A pandemia trouxe algumas oportunidades de aquisição, conta o diretor executivo. Cinco lojas foram abertas de 2020 em diante. Mas também exigiu aperto de cintos. Foram 90 dias fechados. “Não entrou uma moeda”, afirmou Renato. Tudo que era possível de negociar foi negociado, incluindo suspensão de salários. “Tem funcionários que são da família, basicamente.” Clair, por exemplo, a gerente da primeira loja, está desde o início: entrou em abril de 1971. Eles tinham o equivalente a 120 dias de caixa. Assim passaram o período mais turbulento.
Turbulência está no DNA da família, formada por armênios otomanos, originários do leste da Turquia, onde fica o Monte Ararat. Há também os armênios russos (do Leste Europeu) e persas (Irã). O “dedezão” deixou o Império Otomano em 1914, às vésperas do que os armênios chamam de genocídio sofrido durante quase uma década. “Os armênios que escaparam por Isfahan usam esse sobrenome.” Leon Isfahani, pai de Renato, hoje com 67 anos, já nasceu em Aleppo, na Síria, assim como o dede Eli (Ilia), que usa a grafia Isphahani. Tempos depois, a cidade seria alvo de bombardeios russos. “Eles [avós] viam as notícias de Aleppo e lamentavam: era tão bonita…”, disse Renato. Vieram de navio, trazendo até móveis. Um quadro comprado em Marselha (França), local de uma das paradas, é lembrança guardada até hoje. Brasil e Armênia mantêm relações diplomáticas desde 1992.
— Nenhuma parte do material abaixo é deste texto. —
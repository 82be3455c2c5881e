pub mod api;
pub mod history_sync;
pub mod projector;
pub mod report;
pub mod store;
pub mod ui;
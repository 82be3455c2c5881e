//! Address bar and cookie access.
//!
//! `HistoryStore` is the only writer of the URL. It keeps the last known
//! [`ViewQuery`], merges partial updates into it and re-encodes the result
//! with [`filter_codec`]. Browser APIs sit behind small traits so the rest of
//! the dashboard can run against in-memory backends.

use std::cell::{Cell, RefCell};

use chrono::{Duration, Utc};
use contracts::dashboards::d410_resource_waste::{Filter, TableViewState};
use wasm_bindgen::closure::Closure;
use wasm_bindgen::{JsCast, JsValue};

use super::filter_codec::{self, ViewQuery};

/// Whether a URL write creates a back/forward entry
#[derive(Debug, Clone, Copy, PartialEq, Eq)]
pub enum HistoryMode {
    Push,
    Replace,
}

pub trait LocationBackend {
    /// Current query string, with or without the leading `?`
    fn query(&self) -> String;
    fn write_query(&self, query: &str, mode: HistoryMode);
}

pub trait CookieBackend {
    /// Everything visible in `document.cookie`
    fn cookie_string(&self) -> String;
    fn write_cookie(&self, cookie: &str);
}

/// Partial update of the URL state; `None` keeps the last known value
#[derive(Debug, Clone, Default, PartialEq)]
pub struct HistoryPatch {
    pub execution_id: Option<Option<String>>,
    pub filters: Option<Vec<Filter>>,
    pub table: Option<TableViewState>,
}

impl HistoryPatch {
    pub fn filters(filters: Vec<Filter>) -> Self {
        Self {
            filters: Some(filters),
            ..Self::default()
        }
    }

    pub fn table(table: TableViewState) -> Self {
        Self {
            table: Some(table),
            ..Self::default()
        }
    }

    pub fn full(query: ViewQuery) -> Self {
        Self {
            execution_id: Some(query.execution_id),
            filters: Some(query.filters),
            table: Some(query.table),
        }
    }

    fn apply(self, query: &mut ViewQuery) {
        if let Some(execution_id) = self.execution_id {
            query.execution_id = execution_id;
        }
        if let Some(filters) = self.filters {
            query.filters = filters;
        }
        if let Some(table) = self.table {
            query.table = table;
        }
    }
}

pub struct HistoryStore<L: LocationBackend = BrowserLocation> {
    location: L,
    last: RefCell<ViewQuery>,
}

impl<L: LocationBackend> HistoryStore<L> {
    pub fn new(location: L) -> Self {
        Self {
            location,
            last: RefCell::new(ViewQuery::default()),
        }
    }

    /// Reads the URL once at startup
    pub fn load(&self) -> ViewQuery {
        let query = filter_codec::decode(&self.location.query());
        log::debug!("history: loaded {:?}", query);
        *self.last.borrow_mut() = query.clone();
        query
    }

    /// Re-reads the URL after back/forward navigation; never writes
    pub fn restore(&self) -> ViewQuery {
        let query = filter_codec::decode(&self.location.query());
        log::debug!("history: restored {:?}", query);
        *self.last.borrow_mut() = query.clone();
        query
    }

    /// Merges `patch` into the last known state and writes the URL.
    ///
    /// Returns `false` when the encoded query did not change.
    pub fn push(&self, patch: HistoryPatch, mode: HistoryMode) -> bool {
        let next = {
            let mut last = self.last.borrow_mut();
            patch.apply(&mut last);
            last.clone()
        };

        let encoded = filter_codec::encode(&next);
        // Hand-written URLs may spell the same state differently
        let current = filter_codec::encode(&filter_codec::decode(&self.location.query()));
        if current == encoded {
            return false;
        }

        log::debug!("history: {:?} `{}`", mode, encoded);
        self.location.write_query(&encoded, mode);
        true
    }

    pub fn last(&self) -> ViewQuery {
        self.last.borrow().clone()
    }
}

/// Cookie helpers; values are percent-encoded and scoped to `path=/`
pub struct CookieJar<C: CookieBackend = BrowserCookies> {
    backend: C,
}

impl<C: CookieBackend> CookieJar<C> {
    pub fn new(backend: C) -> Self {
        Self { backend }
    }

    pub fn set_cookie(&self, name: &str, value: &str, ttl_days: u32) {
        let expires = Utc::now() + Duration::days(i64::from(ttl_days));
        self.backend.write_cookie(&format!(
            "{}={};expires={};max-age={};path=/",
            name,
            urlencoding::encode(value),
            expires.format("%a, %d %b %Y %H:%M:%S GMT"),
            u64::from(ttl_days) * 24 * 60 * 60,
        ));
    }

    /// `None` when the cookie is missing or unreadable
    pub fn get_cookie(&self, name: &str) -> Option<String> {
        let all = self.backend.cookie_string();
        let raw = all
            .split(';')
            .filter_map(|part| part.trim().split_once('='))
            .find(|(key, _)| *key == name)
            .map(|(_, value)| value)?;

        match urlencoding::decode(raw) {
            Ok(value) => Some(value.into_owned()),
            Err(e) => {
                log::debug!("history: unreadable cookie `{}`: {}", name, e);
                None
            }
        }
    }

    pub fn delete_cookie(&self, name: &str) {
        self.backend.write_cookie(&format!(
            "{}=;expires=Thu, 01 Jan 1970 00:00:00 GMT;max-age=0;path=/",
            name
        ));
    }
}

/// Generation counter behind the free-text search debounce.
///
/// Each keystroke takes a ticket; after the quiet period only the newest
/// ticket is still current and gets pushed.
#[derive(Debug, Default)]
pub struct SearchDebounce {
    generation: Cell<u64>,
}

impl SearchDebounce {
    pub fn touch(&self) -> u64 {
        let next = self.generation.get().wrapping_add(1);
        self.generation.set(next);
        next
    }

    pub fn is_current(&self, ticket: u64) -> bool {
        self.generation.get() == ticket
    }

    /// Waits `delay_ms` and tells whether `ticket` survived
    pub async fn settle(&self, ticket: u64, delay_ms: u32) -> bool {
        gloo_timers::future::TimeoutFuture::new(delay_ms).await;
        self.is_current(ticket)
    }
}

/// `window.location` + `window.history`
#[derive(Debug, Clone, Copy, Default)]
pub struct BrowserLocation;

impl LocationBackend for BrowserLocation {
    fn query(&self) -> String {
        web_sys::window()
            .and_then(|w| w.location().search().ok())
            .unwrap_or_default()
    }

    fn write_query(&self, query: &str, mode: HistoryMode) {
        let Some(window) = web_sys::window() else {
            return;
        };
        let new_url = if query.is_empty() {
            window.location().pathname().unwrap_or_else(|_| "/".to_string())
        } else {
            format!("?{}", query)
        };
        let Ok(history) = window.history() else {
            return;
        };
        let result = match mode {
            HistoryMode::Push => history.push_state_with_url(&JsValue::NULL, "", Some(&new_url)),
            HistoryMode::Replace => history.replace_state_with_url(&JsValue::NULL, "", Some(&new_url)),
        };
        if let Err(e) = result {
            log::warn!("history: failed to write url: {:?}", e);
        }
    }
}

/// `document.cookie`
#[derive(Debug, Clone, Copy, Default)]
pub struct BrowserCookies;

impl BrowserCookies {
    fn document() -> Option<web_sys::HtmlDocument> {
        web_sys::window()?
            .document()?
            .dyn_into::<web_sys::HtmlDocument>()
            .ok()
    }
}

impl CookieBackend for BrowserCookies {
    fn cookie_string(&self) -> String {
        Self::document()
            .and_then(|d| d.cookie().ok())
            .unwrap_or_default()
    }

    fn write_cookie(&self, cookie: &str) {
        if let Some(document) = Self::document() {
            if let Err(e) = document.set_cookie(cookie) {
                log::warn!("history: failed to write cookie: {:?}", e);
            }
        }
    }
}

/// Calls `on_navigate` on every back/forward navigation
pub fn listen_popstate(on_navigate: impl Fn() + 'static) {
    let Some(window) = web_sys::window() else {
        return;
    };
    let handler = Closure::wrap(Box::new(move |_: web_sys::Event| {
        on_navigate();
    }) as Box<dyn FnMut(_)>);

    let _ = window.add_event_listener_with_callback("popstate", handler.as_ref().unchecked_ref());
    handler.forget();
}

/// In-memory address bar
#[derive(Debug, Default)]
pub struct MemoryLocation {
    query: RefCell<String>,
    writes: RefCell<Vec<(HistoryMode, String)>>,
}

impl MemoryLocation {
    pub fn with_query(query: &str) -> Self {
        Self {
            query: RefCell::new(query.to_string()),
            writes: RefCell::new(Vec::new()),
        }
    }

    /// Simulates the user editing the address bar or navigating back
    pub fn set_query(&self, query: &str) {
        *self.query.borrow_mut() = query.to_string();
    }

    pub fn writes(&self) -> Vec<(HistoryMode, String)> {
        self.writes.borrow().clone()
    }
}

impl LocationBackend for MemoryLocation {
    fn query(&self) -> String {
        self.query.borrow().clone()
    }

    fn write_query(&self, query: &str, mode: HistoryMode) {
        *self.query.borrow_mut() = query.to_string();
        self.writes.borrow_mut().push((mode, query.to_string()));
    }
}

/// In-memory cookie store understanding `max-age=0` deletion
#[derive(Debug, Default)]
pub struct MemoryCookies {
    jar: RefCell<Vec<(String, String)>>,
}

impl CookieBackend for MemoryCookies {
    fn cookie_string(&self) -> String {
        self.jar
            .borrow()
            .iter()
            .map(|(k, v)| format!("{}={}", k, v))
            .collect::<Vec<_>>()
            .join("; ")
    }

    fn write_cookie(&self, cookie: &str) {
        let mut parts = cookie.split(';');
        let Some((name, value)) = parts.next().and_then(|p| p.split_once('=')) else {
            return;
        };
        let expired = parts.any(|attr| attr.trim() == "max-age=0");

        let mut jar = self.jar.borrow_mut();
        jar.retain(|(k, _)| k != name);
        if !expired {
            jar.push((name.to_string(), value.to_string()));
        }
    }
}

impl<L: LocationBackend> LocationBackend for std::rc::Rc<L> {
    fn query(&self) -> String {
        (**self).query()
    }

    fn write_query(&self, query: &str, mode: HistoryMode) {
        (**self).write_query(query, mode)
    }
}

impl<C: CookieBackend> CookieBackend for std::rc::Rc<C> {
    fn cookie_string(&self) -> String {
        (**self).cookie_string()
    }

    fn write_cookie(&self, cookie: &str) {
        (**self).write_cookie(cookie)
    }
}

#[cfg(test)]
mod tests {
    use super::*;
    use std::rc::Rc;

    #[test]
    fn test_load_reads_url_once() {
        let location = Rc::new(MemoryLocation::with_query("?filters=resource:ebs&page=2"));
        let history = HistoryStore::new(location.clone());
        let q = history.load();
        assert_eq!(q.filters, vec![Filter::resource("ebs")]);
        assert_eq!(q.table.page, 2);
        assert!(location.writes().is_empty());
    }

    #[test]
    fn test_push_merges_into_last_known_state() {
        let location = Rc::new(MemoryLocation::with_query("executionId=e1&filters=resource:ebs"));
        let history = HistoryStore::new(location.clone());
        history.load();

        let table = TableViewState {
            page: 3,
            ..TableViewState::default()
        };
        assert!(history.push(HistoryPatch::table(table), HistoryMode::Replace));
        assert_eq!(
            location.writes(),
            vec![(
                HistoryMode::Replace,
                "executionId=e1&filters=resource%3Aebs&page=3".to_string()
            )]
        );

        assert!(history.push(HistoryPatch::filters(vec![]), HistoryMode::Push));
        assert_eq!(location.query(), "executionId=e1&page=3");
    }

    #[test]
    fn test_unchanged_query_is_not_written() {
        let location = Rc::new(MemoryLocation::with_query("?filters=resource:ebs"));
        let history = HistoryStore::new(location.clone());
        let q = history.load();
        assert!(!history.push(HistoryPatch::full(q), HistoryMode::Push));
        assert!(location.writes().is_empty());
    }

    #[test]
    fn test_restore_picks_up_navigation() {
        let location = Rc::new(MemoryLocation::with_query("filters=resource:ebs"));
        let history = HistoryStore::new(location.clone());
        history.load();
        location.set_query("filters=resource:rds");
        assert_eq!(history.restore().filters, vec![Filter::resource("rds")]);
        assert_eq!(history.last().filters, vec![Filter::resource("rds")]);
    }

    #[test]
    fn test_cookie_helpers() {
        let jar = CookieJar::new(MemoryCookies::default());
        assert_eq!(jar.get_cookie("toEmails"), None);

        jar.set_cookie("toEmails", "a@example.com, b@example.com", 7);
        jar.set_cookie("other", "1", 1);
        assert_eq!(
            jar.get_cookie("toEmails").as_deref(),
            Some("a@example.com, b@example.com")
        );

        jar.delete_cookie("toEmails");
        assert_eq!(jar.get_cookie("toEmails"), None);
        assert_eq!(jar.get_cookie("other").as_deref(), Some("1"));
    }

    #[test]
    fn test_cookie_name_must_match_exactly() {
        let backend = MemoryCookies::default();
        backend.write_cookie("xtoEmails=wrong;path=/");
        backend.write_cookie("bad=%E0%A4%A;path=/");
        let jar = CookieJar::new(backend);
        assert_eq!(jar.get_cookie("toEmails"), None);
        assert_eq!(jar.get_cookie("bad"), None);
    }

    #[test]
    fn test_search_debounce_keeps_newest_ticket() {
        let debounce = SearchDebounce::default();
        let first = debounce.touch();
        let second = debounce.touch();
        assert!(!debounce.is_current(first));
        assert!(debounce.is_current(second));
    }
}
use serde::Deserialize;

#[derive(Debug, Deserialize, Clone, PartialEq)]
pub struct DashboardConfig {
    pub api: ApiConfig,
    pub history: HistoryConfig,
    pub notifications: NotificationConfig,
    pub report: ReportConfig,
}

#[derive(Debug, Deserialize, Clone, PartialEq)]
pub struct ApiConfig {
    /// Empty means "same origin as the page"
    #[serde(default)]
    pub base_url: String,
    pub send_report_path: String,
    pub resources_path: String,
}

#[derive(Debug, Deserialize, Clone, PartialEq)]
pub struct HistoryConfig {
    pub search_debounce_ms: u32,
}

#[derive(Debug, Deserialize, Clone, PartialEq)]
pub struct NotificationConfig {
    pub ttl_ms: u32,
}

#[derive(Debug, Deserialize, Clone, PartialEq)]
pub struct ReportConfig {
    pub cookie_name: String,
    pub cookie_ttl_days: u32,
}

/// Default configuration embedded in the bundle
const DEFAULT_CONFIG: &str = r#"
[api]
base_url = ""
send_report_path = "/api/v1/send-report"
resources_path = "/api/v1/resources"

[history]
search_debounce_ms = 300

[notifications]
ttl_ms = 6000

[report]
cookie_name = "toEmails"
cookie_ttl_days = 7
"#;

/// Parses a configuration document.
///
/// The debounce is kept at 300 ms or more so typing never floods the history.
pub fn parse_config(contents: &str) -> Result<DashboardConfig, toml::de::Error> {
    let mut config: DashboardConfig = toml::from_str(contents)?;
    if config.history.search_debounce_ms < 300 {
        log::warn!(
            "config: search_debounce_ms={} raised to 300",
            config.history.search_debounce_ms
        );
        config.history.search_debounce_ms = 300;
    }
    Ok(config)
}

/// Embedded configuration
pub fn load_config() -> DashboardConfig {
    match parse_config(DEFAULT_CONFIG) {
        Ok(config) => config,
        Err(e) => {
            log::error!("config: embedded configuration is invalid: {}", e);
            DashboardConfig::fallback()
        }
    }
}

impl DashboardConfig {
    fn fallback() -> Self {
        Self {
            api: ApiConfig {
                base_url: String::new(),
                send_report_path: "/api/v1/send-report".to_string(),
                resources_path: "/api/v1/resources".to_string(),
            },
            history: HistoryConfig {
                search_debounce_ms: 300,
            },
            notifications: NotificationConfig { ttl_ms: 6000 },
            report: ReportConfig {
                cookie_name: "toEmails".to_string(),
                cookie_ttl_days: 7,
            },
        }
    }
}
Em 2020, o Ateliê abriu sua loja on-line, mas as vendas no meio digital ainda representam menos de 1% do faturamento. “A gente quer trabalhar no on-line da mesma forma que no físico, estabelecer uma relação de longo prazo com o cliente”, afirmou Renato, que se formou em Economia em 2016. “É um trabalho que vai requerer muito desenvolvimento.” O diretor executivo e financeiro não revela dados do faturamento: “Posso dizer que está adequado ao nosso porte”. Seu escritório é uma pequena sala – dividida com um auxiliar administrativo – nos fundos da loja. A porta que dá acesso não se identifica à primeira vista, porque se confunde com uma das paredes onde estão os produtos. Lá dentro, duas mesas, um armário e uma estante de ferro, mais uma escadinha. Uma foto do “dedezão” na parede exibe o orgulho familiar por um negócio temperado por impérios e guerras. E Renato resume em uma frase o pragmatismo do negócio: “Não temos sede, mas temos caixa”. E muita história.